Reflections by Comrade Fidel Castro
Those persons who deal with these issues know that on September 11 of 2001 our people expressed its solidarity to the US people and offered the modest cooperation that in the area of health we could have offered to the victims of the brutal attack against the Twin Towers in New York.
We also immediately opened our country's airports to the American airplanes that were unable to land anywhere, given the chaos that came about soon after the strike.
The traditional stand adopted by the Cuban Revolution, which was always opposed to any action that could jeopardize the life of civilians, is well known.
Although we resolutely supported the armed struggle against Batista's tyranny, we were, on principle, opposed to any terrorist action that could cause the death of innocent people. Such behavior, which has been maintained for more than half a century, gives us the right to express our views about such a sensitive matter.
On that day, at a public gathering that took place at Ciudad Deportiva, I expressed my conviction that international terrorism could never be erradicated through violence and war.

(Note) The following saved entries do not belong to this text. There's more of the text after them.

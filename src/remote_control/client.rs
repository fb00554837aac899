use std::sync::{Arc, Mutex};
use std::time::Duration;

use tokio::sync::{mpsc, oneshot};
use tracing::{debug, error, info, trace, warn};

use crate::error::Error;

use super::correlator::{Correlator, RequestKind, Responder};
use super::dialect::{codec_for, DialectCodec, Inbound, ResponseBody};
use super::transport::{Transport, TransportEvent};
use super::{ConnectionOptions, ConnectionState, Scene};

pub const DEFAULT_CONNECT_TIMEOUT: Duration = Duration::from_millis(5000);

type ErrorCallback = Box<dyn Fn(&str) + Send + Sync>;
type CloseCallback = Box<dyn Fn() + Send + Sync>;

#[derive(Default)]
struct Callbacks {
    on_error: Mutex<Option<ErrorCallback>>,
    on_close: Mutex<Option<CloseCallback>>,
}

impl Callbacks {
    fn error(&self, reason: &str) {
        if let Some(callback) = self.on_error.lock().unwrap().as_ref() {
            callback(reason);
        }
    }

    fn closed(&self) {
        if let Some(callback) = self.on_close.lock().unwrap().as_ref() {
            callback();
        }
    }
}

#[derive(Debug)]
enum Operation {
    ListScenes,
    ActiveScene,
    SetScene(Scene),
}

impl Operation {
    fn kind(&self) -> RequestKind {
        match self {
            Operation::ListScenes => RequestKind::ListScenes,
            Operation::ActiveScene => RequestKind::ActiveScene,
            Operation::SetScene(_) => RequestKind::SetScene,
        }
    }
}

enum Command {
    Request {
        operation: Operation,
        respond: Responder,
    },
    Close,
}

struct ConnectionHandle {
    commands: mpsc::UnboundedSender<Command>,
    task: tokio::task::JoinHandle<()>,
}

/// Remote control client for one streaming tool.
///
/// One instance owns at most one connection. `connect` always builds a
/// fresh transport and runs the dialect handshake, a stale socket is never
/// reused. All logical operations go through the connection task, which is
/// the only place that touches the socket and the pending table.
pub struct Client {
    options: ConnectionOptions,
    connect_timeout: Duration,
    connection: Mutex<Option<ConnectionHandle>>,
    state: Arc<Mutex<ConnectionState>>,
    callbacks: Arc<Callbacks>,
}

impl Client {
    pub fn new(options: ConnectionOptions) -> Self {
        Self::with_connect_timeout(options, DEFAULT_CONNECT_TIMEOUT)
    }

    pub fn with_connect_timeout(options: ConnectionOptions, connect_timeout: Duration) -> Self {
        Self {
            options,
            connect_timeout,
            connection: Mutex::new(None),
            state: Arc::new(Mutex::new(ConnectionState::Disconnected)),
            callbacks: Arc::new(Callbacks::default()),
        }
    }

    pub fn state(&self) -> ConnectionState {
        *self.state.lock().unwrap()
    }

    /// Registers the error listener. One at a time, the last one wins.
    pub fn on_error(&self, callback: impl Fn(&str) + Send + Sync + 'static) {
        *self.callbacks.on_error.lock().unwrap() = Some(Box::new(callback));
    }

    /// Registers the close listener. One at a time, the last one wins.
    pub fn on_close(&self, callback: impl Fn() + Send + Sync + 'static) {
        *self.callbacks.on_close.lock().unwrap() = Some(Box::new(callback));
    }

    /// Opens a fresh connection and runs the dialect auth handshake.
    ///
    /// True only when the remote accepted us before the timeout. Auth
    /// refusal, a hello we cannot use, transport failures and the timeout
    /// all come back as false, this method never errors.
    pub async fn connect(&self) -> bool {
        self.discard_previous();
        self.set_state(ConnectionState::Connecting);

        let codec = codec_for(self.options.dialect, &self.options.auth_secret);
        let url = self.options.url(codec.endpoint_path());

        // One deadline for the whole attempt, opening the socket included.
        let deadline = tokio::time::Instant::now() + self.connect_timeout;

        let (events_tx, events_rx) = mpsc::unbounded_channel();

        let opened = tokio::time::timeout_at(deadline, Transport::open(&url, events_tx));
        let transport = match opened.await {
            Ok(Ok(t)) => t,
            Ok(Err(e)) => {
                warn!(?e, "could not open the websocket");
                self.callbacks.error(&e.to_string());
                self.set_state(ConnectionState::Disconnected);
                return false;
            }
            Err(_) => {
                warn!(timeout = ?self.connect_timeout, "connect timed out");
                self.callbacks.error("timeout");
                self.set_state(ConnectionState::Disconnected);
                return false;
            }
        };

        let mut correlator = Correlator::new();
        let (tx, rx) = oneshot::channel();
        let connect_id = correlator.register(RequestKind::Connect, tx);
        let greeting = codec.open_request(connect_id);

        let (commands_tx, commands_rx) = mpsc::unbounded_channel();

        let inner = InnerConnection {
            transport,
            codec,
            correlator,
            state: self.state.clone(),
            callbacks: self.callbacks.clone(),
        };
        let task = tokio::spawn(inner.run(greeting, events_rx, commands_rx));

        {
            let mut connection = self.connection.lock().unwrap();
            *connection = Some(ConnectionHandle {
                commands: commands_tx,
                task,
            });
        }

        let connected = match tokio::time::timeout_at(deadline, rx).await {
            Ok(Ok(Ok(ResponseBody::Ack(true)))) => true,
            Ok(Ok(Ok(_))) => false,
            Ok(Ok(Err(e))) => {
                debug!(?e, "connect settled with an error");
                false
            }
            // The connection task went away before the handshake finished.
            Ok(Err(_)) => false,
            Err(_) => {
                warn!(timeout = ?self.connect_timeout, "connect timed out");
                self.callbacks.error("timeout");
                self.send_close();
                false
            }
        };

        if connected {
            info!(host = %self.options.host, "connected to the streaming tool");
        } else {
            self.set_state(ConnectionState::Disconnected);
        }

        connected
    }

    /// Closes the current connection. Idempotent, fine to call when never
    /// connected.
    pub fn disconnect(&self) {
        let connection = self.connection.lock().unwrap().take();

        if let Some(connection) = connection {
            debug!("disconnecting");
            let _ = connection.commands.send(Command::Close);
        }
    }

    /// Full scene list. Empty when the remote has none.
    pub async fn get_scenes(&self) -> Result<Vec<Scene>, Error> {
        match self.request(Operation::ListScenes).await? {
            ResponseBody::Scenes(scenes) => Ok(scenes),
            _ => Err(Error::UnexpectedResponse),
        }
    }

    /// Looks a scene up by its user visible name, exact and case
    /// sensitive. With an empty `scenes` the list is fetched first.
    pub async fn find_scene(&self, name: &str, scenes: &[Scene]) -> Result<Option<Scene>, Error> {
        let fetched;
        let scenes = if scenes.is_empty() {
            fetched = self.get_scenes().await?;
            &fetched
        } else {
            scenes
        };

        Ok(scenes.iter().find(|s| s.name == name).cloned())
    }

    pub async fn active_scene(&self) -> Result<Option<Scene>, Error> {
        match self.request(Operation::ActiveScene).await? {
            ResponseBody::ActiveScene(scene) => Ok(scene),
            _ => Err(Error::UnexpectedResponse),
        }
    }

    /// Asks the remote to switch. The returned bool is the remote's own
    /// verdict, false means it refused.
    pub async fn set_active_scene(&self, scene: &Scene) -> Result<bool, Error> {
        match self.request(Operation::SetScene(scene.clone())).await? {
            ResponseBody::Ack(ok) => Ok(ok),
            _ => Err(Error::UnexpectedResponse),
        }
    }

    async fn request(&self, operation: Operation) -> Result<ResponseBody, Error> {
        let commands = {
            let connection = self.connection.lock().unwrap();
            match connection.as_ref() {
                Some(connection) => connection.commands.clone(),
                None => return Err(Error::NotConnected),
            }
        };

        let (tx, rx) = oneshot::channel();
        commands
            .send(Command::Request {
                operation,
                respond: tx,
            })
            .map_err(|_| Error::NotConnected)?;

        match rx.await {
            Ok(result) => result,
            Err(_) => Err(Error::Disconnected),
        }
    }

    /// Drops the previous connection without ceremony. Its task is
    /// aborted, so none of its socket events reach the listeners.
    fn discard_previous(&self) {
        let previous = self.connection.lock().unwrap().take();

        if let Some(connection) = previous {
            debug!("discarding the previous connection");
            connection.task.abort();
        }
    }

    fn send_close(&self) {
        let connection = self.connection.lock().unwrap();
        if let Some(connection) = connection.as_ref() {
            let _ = connection.commands.send(Command::Close);
        }
    }

    fn set_state(&self, state: ConnectionState) {
        *self.state.lock().unwrap() = state;
    }
}

struct InnerConnection {
    transport: Transport,
    codec: Box<dyn DialectCodec>,
    correlator: Correlator,
    state: Arc<Mutex<ConnectionState>>,
    callbacks: Arc<Callbacks>,
}

impl InnerConnection {
    async fn run(
        mut self,
        greeting: Option<String>,
        mut events: mpsc::UnboundedReceiver<TransportEvent>,
        mut commands: mpsc::UnboundedReceiver<Command>,
    ) {
        if let Some(frame) = greeting {
            if let Err(e) = self.transport.send_text(frame).await {
                error!(?e, "could not start the handshake");
                return self.teardown().await;
            }
        }

        loop {
            tokio::select! {
                event = events.recv() => match event {
                    Some(TransportEvent::Message(text)) => {
                        if !self.handle_message(&text).await {
                            break;
                        }
                    }
                    Some(TransportEvent::Error(reason)) => {
                        error!("websocket error: {}", reason);
                        self.callbacks.error(&reason);
                        self.correlator.settle_connect(false);
                    }
                    Some(TransportEvent::Open) => {}
                    Some(TransportEvent::Closed) | None => break,
                },
                command = commands.recv() => match command {
                    Some(Command::Request { operation, respond }) => {
                        self.handle_request(operation, respond).await;
                    }
                    Some(Command::Close) | None => {
                        debug!("close requested");
                        break;
                    }
                },
            }
        }

        self.teardown().await;
    }

    /// Returns false when the connection is done for.
    async fn handle_message(&mut self, raw: &str) -> bool {
        match self.codec.parse_message(raw) {
            Inbound::Handshake(frame) => {
                if let Err(e) = self.transport.send_text(frame).await {
                    error!(?e, "could not answer the handshake");
                    self.correlator.settle_connect(false);
                    return false;
                }
            }
            Inbound::Authenticated => {
                info!("remote accepted the connection");
                self.set_state(ConnectionState::Connected);
                self.correlator.settle_connect(true);
            }
            Inbound::AuthRejected => {
                warn!("remote rejected the authentication");
                self.correlator.settle_connect(false);
                return false;
            }
            Inbound::Response(response) => {
                let connect_reply = self.correlator.waiting_kind(response.request_id)
                    == Some(RequestKind::Connect);
                let auth_ok = matches!(response.body, ResponseBody::Ack(true));

                if connect_reply {
                    if auth_ok {
                        info!("remote accepted the connection");
                        self.set_state(ConnectionState::Connected);
                    } else {
                        warn!("remote rejected the authentication");
                    }
                }

                self.correlator.resolve(response);

                if connect_reply && !auth_ok {
                    return false;
                }
            }
            Inbound::Ignored => trace!("ignoring frame: {}", raw),
        }

        true
    }

    async fn handle_request(&mut self, operation: Operation, respond: Responder) {
        let kind = operation.kind();
        let request_id = self.correlator.register(kind, respond);

        let frame = match &operation {
            Operation::ListScenes => self.codec.list_scenes_request(request_id),
            Operation::ActiveScene => self.codec.active_scene_request(request_id),
            Operation::SetScene(scene) => self.codec.set_active_scene_request(request_id, scene),
        };

        if let Err(e) = self.transport.send_text(frame).await {
            error!(?e, "could not send the request");
            self.correlator.fail(kind, e);
        }
    }

    async fn teardown(mut self) {
        self.transport.close().await;
        self.set_state(ConnectionState::Disconnected);
        self.correlator.drain();
        self.callbacks.closed();
    }

    fn set_state(&self, state: ConnectionState) {
        *self.state.lock().unwrap() = state;
    }
}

By the way, Bin Laden was, for many years, a friend of the US, a country that gave him military training; he was also an adversary of the USSR and Socialism. But, whatever the actions attributed to him, the assassination of an unarmed human being while surrounded by his own relatives is something abhorrent. Apparently this is what the government of the most powerful nation that has ever existed did.
In the carefully drafted speech announcing Bin Laden's death Obama asserts as follows:
"…And yet we know that the worst images are those that were unseen to the world. The empty seat at the dinner table. Children who were forced to grow up without their mother or their father. Parents who would never know the feeling of their child's embrace. Nearly 3,000 citizens taken from us, leaving a gaping hole in our hearts."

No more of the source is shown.